Your task is to filter the data below down to the lines holding "clone".
# # # # #
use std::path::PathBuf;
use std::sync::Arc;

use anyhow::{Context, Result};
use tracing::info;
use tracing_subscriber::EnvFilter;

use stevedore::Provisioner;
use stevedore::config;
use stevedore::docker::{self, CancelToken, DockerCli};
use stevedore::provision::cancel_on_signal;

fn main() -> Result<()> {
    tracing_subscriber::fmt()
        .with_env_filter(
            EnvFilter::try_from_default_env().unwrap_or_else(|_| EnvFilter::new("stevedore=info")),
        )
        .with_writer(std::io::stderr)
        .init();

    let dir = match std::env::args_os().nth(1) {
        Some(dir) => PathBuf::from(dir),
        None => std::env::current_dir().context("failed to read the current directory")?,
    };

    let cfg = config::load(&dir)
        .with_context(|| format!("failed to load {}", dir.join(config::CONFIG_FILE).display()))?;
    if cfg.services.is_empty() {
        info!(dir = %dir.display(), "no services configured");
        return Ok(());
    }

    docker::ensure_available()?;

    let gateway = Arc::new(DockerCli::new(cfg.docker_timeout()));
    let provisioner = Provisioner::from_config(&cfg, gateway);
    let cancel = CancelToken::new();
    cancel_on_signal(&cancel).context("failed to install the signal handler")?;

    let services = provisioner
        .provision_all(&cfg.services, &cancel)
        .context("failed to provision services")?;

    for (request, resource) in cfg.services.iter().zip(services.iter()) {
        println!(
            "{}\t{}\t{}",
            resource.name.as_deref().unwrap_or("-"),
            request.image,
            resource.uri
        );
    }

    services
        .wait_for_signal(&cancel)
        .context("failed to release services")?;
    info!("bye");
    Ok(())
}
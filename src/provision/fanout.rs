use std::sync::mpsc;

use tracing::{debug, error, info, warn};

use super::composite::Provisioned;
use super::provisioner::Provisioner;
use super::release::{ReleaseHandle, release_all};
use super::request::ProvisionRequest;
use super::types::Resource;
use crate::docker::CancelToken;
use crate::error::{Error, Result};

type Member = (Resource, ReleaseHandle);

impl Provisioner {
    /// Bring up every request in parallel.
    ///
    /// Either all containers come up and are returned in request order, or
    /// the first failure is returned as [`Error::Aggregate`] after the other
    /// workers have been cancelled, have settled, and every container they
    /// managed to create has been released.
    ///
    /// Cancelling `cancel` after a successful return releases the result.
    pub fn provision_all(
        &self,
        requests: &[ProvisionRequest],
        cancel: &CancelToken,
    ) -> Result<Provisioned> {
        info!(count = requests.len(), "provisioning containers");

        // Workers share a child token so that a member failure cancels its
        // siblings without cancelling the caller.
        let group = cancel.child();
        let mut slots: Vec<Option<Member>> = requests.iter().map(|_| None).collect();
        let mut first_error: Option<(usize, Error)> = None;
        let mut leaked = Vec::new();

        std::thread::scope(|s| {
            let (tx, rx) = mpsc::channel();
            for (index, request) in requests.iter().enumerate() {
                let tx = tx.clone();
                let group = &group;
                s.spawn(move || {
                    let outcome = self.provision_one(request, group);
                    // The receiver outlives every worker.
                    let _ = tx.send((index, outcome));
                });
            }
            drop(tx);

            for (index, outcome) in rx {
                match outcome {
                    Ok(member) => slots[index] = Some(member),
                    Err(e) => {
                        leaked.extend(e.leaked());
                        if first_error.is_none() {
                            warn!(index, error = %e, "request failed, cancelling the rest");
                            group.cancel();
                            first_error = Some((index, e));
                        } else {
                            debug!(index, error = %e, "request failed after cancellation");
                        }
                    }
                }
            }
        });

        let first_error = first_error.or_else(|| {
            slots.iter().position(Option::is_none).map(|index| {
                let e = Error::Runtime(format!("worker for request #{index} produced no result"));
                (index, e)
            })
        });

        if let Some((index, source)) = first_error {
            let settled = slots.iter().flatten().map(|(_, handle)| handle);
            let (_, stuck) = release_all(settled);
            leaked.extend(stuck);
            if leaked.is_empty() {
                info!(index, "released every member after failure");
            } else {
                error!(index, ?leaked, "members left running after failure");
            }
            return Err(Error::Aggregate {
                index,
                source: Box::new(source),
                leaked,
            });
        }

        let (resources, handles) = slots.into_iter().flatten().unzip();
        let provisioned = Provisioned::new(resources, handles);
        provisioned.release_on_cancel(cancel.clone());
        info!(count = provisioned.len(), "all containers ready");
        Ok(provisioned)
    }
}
# # # # #
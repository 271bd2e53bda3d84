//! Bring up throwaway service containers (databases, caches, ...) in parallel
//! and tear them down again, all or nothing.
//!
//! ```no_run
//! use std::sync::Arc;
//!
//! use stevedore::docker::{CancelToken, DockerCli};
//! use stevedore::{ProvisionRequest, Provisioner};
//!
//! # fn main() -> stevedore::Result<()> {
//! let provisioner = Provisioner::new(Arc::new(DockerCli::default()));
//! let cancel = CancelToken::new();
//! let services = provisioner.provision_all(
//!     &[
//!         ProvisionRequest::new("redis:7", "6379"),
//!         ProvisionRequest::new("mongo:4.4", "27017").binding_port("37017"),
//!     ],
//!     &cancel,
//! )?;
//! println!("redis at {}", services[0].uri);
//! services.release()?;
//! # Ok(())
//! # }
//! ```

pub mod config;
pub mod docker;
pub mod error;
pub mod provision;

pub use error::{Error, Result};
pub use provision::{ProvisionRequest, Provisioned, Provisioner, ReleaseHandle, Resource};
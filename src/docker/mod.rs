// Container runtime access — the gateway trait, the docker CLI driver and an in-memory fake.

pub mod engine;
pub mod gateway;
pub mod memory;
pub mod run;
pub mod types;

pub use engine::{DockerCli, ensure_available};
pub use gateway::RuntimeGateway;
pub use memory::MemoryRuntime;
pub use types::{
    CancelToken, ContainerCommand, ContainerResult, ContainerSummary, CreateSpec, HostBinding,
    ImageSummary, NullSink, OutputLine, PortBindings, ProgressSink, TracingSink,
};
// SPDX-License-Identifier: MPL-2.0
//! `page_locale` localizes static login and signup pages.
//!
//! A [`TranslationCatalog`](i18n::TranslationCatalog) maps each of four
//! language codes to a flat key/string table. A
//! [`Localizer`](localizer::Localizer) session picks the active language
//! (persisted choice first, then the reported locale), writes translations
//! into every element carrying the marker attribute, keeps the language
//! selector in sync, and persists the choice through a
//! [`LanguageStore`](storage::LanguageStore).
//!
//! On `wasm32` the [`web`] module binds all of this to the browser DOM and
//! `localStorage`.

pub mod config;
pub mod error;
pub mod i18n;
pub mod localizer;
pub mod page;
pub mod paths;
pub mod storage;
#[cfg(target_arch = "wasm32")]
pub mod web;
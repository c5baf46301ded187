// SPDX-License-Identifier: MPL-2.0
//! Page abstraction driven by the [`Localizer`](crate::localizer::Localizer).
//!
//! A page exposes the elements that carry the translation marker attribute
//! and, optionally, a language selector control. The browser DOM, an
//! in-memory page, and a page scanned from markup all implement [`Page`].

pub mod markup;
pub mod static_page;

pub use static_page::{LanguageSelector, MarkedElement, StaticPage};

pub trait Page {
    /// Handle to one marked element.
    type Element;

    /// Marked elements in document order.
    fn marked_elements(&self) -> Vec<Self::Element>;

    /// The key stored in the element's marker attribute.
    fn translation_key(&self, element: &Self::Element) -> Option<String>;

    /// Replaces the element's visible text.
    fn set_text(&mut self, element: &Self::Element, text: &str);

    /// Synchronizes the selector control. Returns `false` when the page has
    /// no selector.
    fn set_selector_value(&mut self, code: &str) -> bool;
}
# # # # #
== Solution below ==
                let tx = tx.clone();
        provisioned.release_on_cancel(cancel.clone());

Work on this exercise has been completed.